表3 益腎解毒通絡導瀉法治療II~ V 期DKD 病人SCr1~5 年變化情況(按 CKD 分期分層,治療后-治療前)()
現代醫學對于晚期的糖尿病腎臟疾病除了給予腎臟替代治療、防治并發癥、改善生活質量和延長壽命以外,對于延緩其發展并沒有有效的臨床治療方案。“一則八法”是南征在中醫特有的象思維方法的指導下,依據《黃帝內經》中論述的診治原則,結合多年的臨床經驗提出的中醫疑難危重癥綜合診療管控方法[19-20],主要通過實現患者對其自身進行管理,建立自我約束管理表,從衣、食、住、行等多方面多角度的監測和管理日常生活,并進行記錄,反思生活中的不良習慣,可以提高消渴腎衰患者的生活質量,并使之受益終身。中國大慶糖尿病預防研究表明,有效的生活方式干預可以降低2型糖尿病患者心血管疾病的發生率和死亡率[21]。

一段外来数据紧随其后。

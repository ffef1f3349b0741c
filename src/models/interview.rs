//! Interview Models
//!
//! Stored records and request/response payloads for scenarios, practice
//! sessions, session feedback and classic question sets.

use interview_arena_core::{
    ConversationMessage, FocusArea, InterviewScenario, Language, NormalizedFeedback,
    SessionFeedback, TimeLimit,
};
use serde::{Deserialize, Deserializer, Serialize};

/// A scenario as persisted in `mock_interviews`.
#[derive(Debug, Clone, PartialEq, Serialize, Deserialize)]
#[serde(rename_all = "camelCase")]
pub struct StoredScenario {
    pub mock_id: String,
    #[serde(flatten)]
    pub scenario: InterviewScenario,
    pub focus_area: FocusArea,
    pub created_by: String,
    pub created_at: String,
}

/// Dashboard row: a scenario joined with its latest session score.
#[derive(Debug, Clone, PartialEq, Serialize, Deserialize)]
#[serde(rename_all = "camelCase")]
pub struct InterviewListItem {
    pub mock_id: String,
    pub title: String,
    pub description: String,
    pub difficulty: String,
    pub industry: String,
    pub role: String,
    pub language: String,
    pub created_at: String,
    pub latest_score: Option<u8>,
    pub feedback_at: Option<String>,
}

/// Stored session feedback joined with the fields of its scenario.
#[derive(Debug, Clone, PartialEq, Serialize, Deserialize)]
#[serde(rename_all = "camelCase")]
pub struct FeedbackRecord {
    pub id: i64,
    #[serde(flatten)]
    pub feedback: SessionFeedback,
    pub title: Option<String>,
    pub difficulty: Option<String>,
    pub industry: Option<String>,
    pub role: Option<String>,
}

/// One generated question with its suggested answer.
#[derive(Debug, Clone, PartialEq, Eq, Serialize, Deserialize)]
#[serde(rename_all = "camelCase")]
pub struct QuestionAnswer {
    #[serde(alias = "Question")]
    pub question: String,
    #[serde(alias = "Answer", alias = "suggestedAnswer", alias = "suggestAnswer")]
    pub answer: String,
}

/// A classic mock interview: position details plus generated questions.
#[derive(Debug, Clone, PartialEq, Serialize, Deserialize)]
#[serde(rename_all = "camelCase")]
pub struct QuestionSet {
    pub mock_id: String,
    pub job_position: String,
    pub job_desc: String,
    pub job_experience: String,
    pub questions: Vec<QuestionAnswer>,
    pub created_by: String,
    pub created_at: String,
}

/// A rated answer to one question of a question set.
#[derive(Debug, Clone, PartialEq, Serialize, Deserialize)]
#[serde(rename_all = "camelCase")]
pub struct UserAnswer {
    pub id: i64,
    pub mock_id_ref: String,
    pub question: String,
    pub suggested_answer: String,
    pub user_answer: String,
    pub feedback: String,
    pub rating: String,
    pub user_email: String,
    pub created_at: String,
}

/// Model verdict on a single question-set answer.
#[derive(Debug, Clone, PartialEq, Eq, Serialize, Deserialize)]
pub struct AnswerRating {
    #[serde(deserialize_with = "loose_text")]
    pub feedback: String,
    #[serde(deserialize_with = "loose_text")]
    pub rating: String,
}

/// Quick feedback shown on the landing page.
#[derive(Debug, Clone, PartialEq, Eq, Serialize, Deserialize)]
pub struct DemoFeedback {
    #[serde(deserialize_with = "loose_text")]
    pub strengths: String,
    #[serde(deserialize_with = "loose_text", alias = "improvements")]
    pub improvement: String,
}

impl DemoFeedback {
    /// Display text combining both parts.
    pub fn formatted(&self) -> String {
        format!(
            "Strengths: {}\n\nArea for Improvement: {}",
            self.strengths.trim(),
            self.improvement.trim()
        )
    }
}

// ── Requests ───────────────────────────────────────────────────────────

/// Persist a scenario authored by a form or by the designer.
#[derive(Debug, Clone, Serialize, Deserialize)]
#[serde(rename_all = "camelCase")]
pub struct CreateScenarioRequest {
    #[serde(flatten)]
    pub scenario: InterviewScenario,
    #[serde(default)]
    pub focus_area: FocusArea,
    pub created_by: String,
}

/// Response of scenario creation.
#[derive(Debug, Clone, Serialize, Deserialize)]
#[serde(rename_all = "camelCase")]
pub struct ScenarioCreated {
    pub mock_id: String,
}

/// Query string carrying the current user.
#[derive(Debug, Clone, Serialize, Deserialize)]
#[serde(rename_all = "camelCase")]
pub struct UserQuery {
    pub user_email: String,
}

/// Query string selecting one scenario.
#[derive(Debug, Clone, Serialize, Deserialize)]
#[serde(rename_all = "camelCase")]
pub struct MockIdQuery {
    pub mock_id: String,
}

/// Highest session score of a user.
#[derive(Debug, Clone, Copy, PartialEq, Eq, Serialize, Deserialize)]
#[serde(rename_all = "camelCase")]
pub struct HighestScore {
    pub highest_score: u8,
}

/// Start a live practice session for a saved scenario.
#[derive(Debug, Clone, Serialize, Deserialize)]
#[serde(rename_all = "camelCase")]
pub struct StartSessionRequest {
    pub mock_id: String,
    pub user_email: String,
    #[serde(default)]
    pub time_limit: TimeLimit,
    /// Overrides the scenario language
    #[serde(default)]
    pub language: Option<Language>,
    /// Caller-chosen session id, so the session can be abandoned while the
    /// opening line is still generating
    #[serde(default)]
    pub session_id: Option<String>,
}

/// A started session and the interlocutor's opening line.
#[derive(Debug, Clone, Serialize, Deserialize)]
#[serde(rename_all = "camelCase")]
pub struct SessionStarted {
    pub session_id: String,
    pub mock_id: String,
    pub language: Language,
    pub time_limit: TimeLimit,
    pub started_at: String,
    pub opening: ConversationMessage,
}

/// A user utterance in a live session.
#[derive(Debug, Clone, Serialize, Deserialize)]
#[serde(rename_all = "camelCase")]
pub struct UserTurnRequest {
    pub content: String,
}

/// Result of one user turn: the analyzed message and the reply.
#[derive(Debug, Clone, Serialize, Deserialize)]
#[serde(rename_all = "camelCase")]
pub struct TurnResponse {
    pub user_message: ConversationMessage,
    pub reply: ConversationMessage,
    pub analysis: NormalizedFeedback,
    pub remaining_seconds: u64,
}

/// Ask for an improvement suggestion for one weakness.
#[derive(Debug, Clone, Serialize, Deserialize)]
#[serde(rename_all = "camelCase")]
pub struct SuggestionRequest {
    pub weakness: String,
    #[serde(default)]
    pub language: Option<Language>,
}

#[derive(Debug, Clone, Serialize, Deserialize, PartialEq, Eq)]
#[serde(rename_all = "camelCase")]
pub struct SuggestionResponse {
    pub suggestion: String,
}

/// Ask for suggestions for several weaknesses at once.
#[derive(Debug, Clone, Serialize, Deserialize)]
#[serde(rename_all = "camelCase")]
pub struct SuggestionBatchRequest {
    pub weaknesses: Vec<String>,
    #[serde(default)]
    pub language: Option<Language>,
}

/// Outcome for one weakness of a batch; exactly one of `suggestion` and
/// `error` is set.
#[derive(Debug, Clone, Serialize, Deserialize, PartialEq, Eq)]
#[serde(rename_all = "camelCase")]
pub struct WeaknessSuggestion {
    pub weakness: String,
    #[serde(skip_serializing_if = "Option::is_none")]
    pub suggestion: Option<String>,
    #[serde(skip_serializing_if = "Option::is_none")]
    pub error: Option<String>,
}

#[derive(Debug, Clone, Serialize, Deserialize)]
#[serde(rename_all = "camelCase")]
pub struct DemoFeedbackRequest {
    pub question: String,
    pub answer: String,
}

#[derive(Debug, Clone, Serialize, Deserialize, PartialEq, Eq)]
#[serde(rename_all = "camelCase")]
pub struct DemoFeedbackResponse {
    #[serde(flatten)]
    pub feedback: DemoFeedback,
    pub formatted: String,
}

/// Generate a classic question set.
#[derive(Debug, Clone, Serialize, Deserialize)]
#[serde(rename_all = "camelCase")]
pub struct QuestionSetRequest {
    pub job_position: String,
    pub job_desc: String,
    pub job_experience: String,
    pub created_by: String,
    /// Overrides the configured question count
    #[serde(default)]
    pub question_count: Option<u32>,
}

/// Submit an answer to one question of a question set.
#[derive(Debug, Clone, Serialize, Deserialize)]
#[serde(rename_all = "camelCase")]
pub struct AnswerRequest {
    pub question_index: usize,
    pub user_answer: String,
    pub user_email: String,
}

/// Accept a string, a number or a list of strings (joined with "; ").
fn loose_text<'de, D>(deserializer: D) -> Result<String, D::Error>
where
    D: Deserializer<'de>,
{
    #[derive(Deserialize)]
    #[serde(untagged)]
    enum Loose {
        Text(String),
        Number(serde_json::Number),
        List(Vec<String>),
    }

    Ok(match Loose::deserialize(deserializer)? {
        Loose::Text(text) => text.trim().to_string(),
        Loose::Number(number) => number.to_string(),
        Loose::List(items) => items
            .iter()
            .map(|item| item.trim())
            .filter(|item| !item.is_empty())
            .collect::<Vec<_>>()
            .join("; "),
    })
}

毒邪貫穿消渴腎病的始終,且其盤踞于半表半里的膜原,難以祛出,故南征提出解毒通絡益腎導邪的治療方法,并依據此法創立消渴腎衰安湯以治療消渴腎衰。方中以酒大黃、土茯苓為君藥,其中酒大黃可解毒通絡,活血化瘀;土茯苓,《本草再新》言其“祛濕熱,利筋骨”。二藥合用清熱解毒,除濕通絡。以黃芪、黃精、榛花共為臣藥,三藥合用助君藥益氣養陰,補肝滋腎,清熱解毒。覆盆子,《本草新編》云:“入五臟命門。拯疴益氣,溫中補虛”;金蕎麥、益母草合用清熱活血,解毒利咽;血竭活血定痛,化瘀生血;《本草別錄》言丹參可“養血,去心腹痼疾結氣,腰脊強,腳痹;除風邪留熱”;檳郎、厚樸、草果,三藥為達原飲之要藥,共用可直達巢穴,使邪氣潰敗,速離膜原。上藥并用,共為佐使藥,利咽解毒通絡,達原益腎。尿少浮腫者加車前子、茯苓、澤瀉;惡心嘔吐者加蘇葉、黃連;大便干燥者加當歸、寸云;失眠者加酸棗仁、柏子仁、首烏藤;怕冷甚者加小茴香、干姜;夜尿多者加金櫻子、芡實、訶子。全方合用,補而不滯,標本兼顧,共奏解毒通絡,益腎導邪之功。
本研究以解毒通絡益腎導邪為法,應用消渴腎衰安湯聯合灌腸方外用和“一則八法”的綜合管控機制,在嚴格管控患者的血糖、血壓的前提下,使得患者癥狀在9 周內有所緩解,治療前后的腎功能(Scr)、腎小球濾過率(GFR)、尿素氮(BUN)、尿酸(UA)、24 h 尿蛋白和空腹血糖均有明顯改善,生活質量也得到了提高。同時,通過真實世界的回顧性分析,觀察解毒通絡益腎導邪法治療消渴腎衰患者的臨床療效,通過分層分析,證實解毒通絡益腎導邪法可以有效改善CKD2~5 期患者的腎功能,且越早進行中醫藥干預治療,延緩腎功能減退、改善患者生活水平的作用越明顯,持續時間也越長。
綜上所述,應用解毒益腎導邪法治療消渴腎衰在真實世界環境下具有臨床意義,為該治療方法的臨床應用提供了相對完善的循證醫學的證據。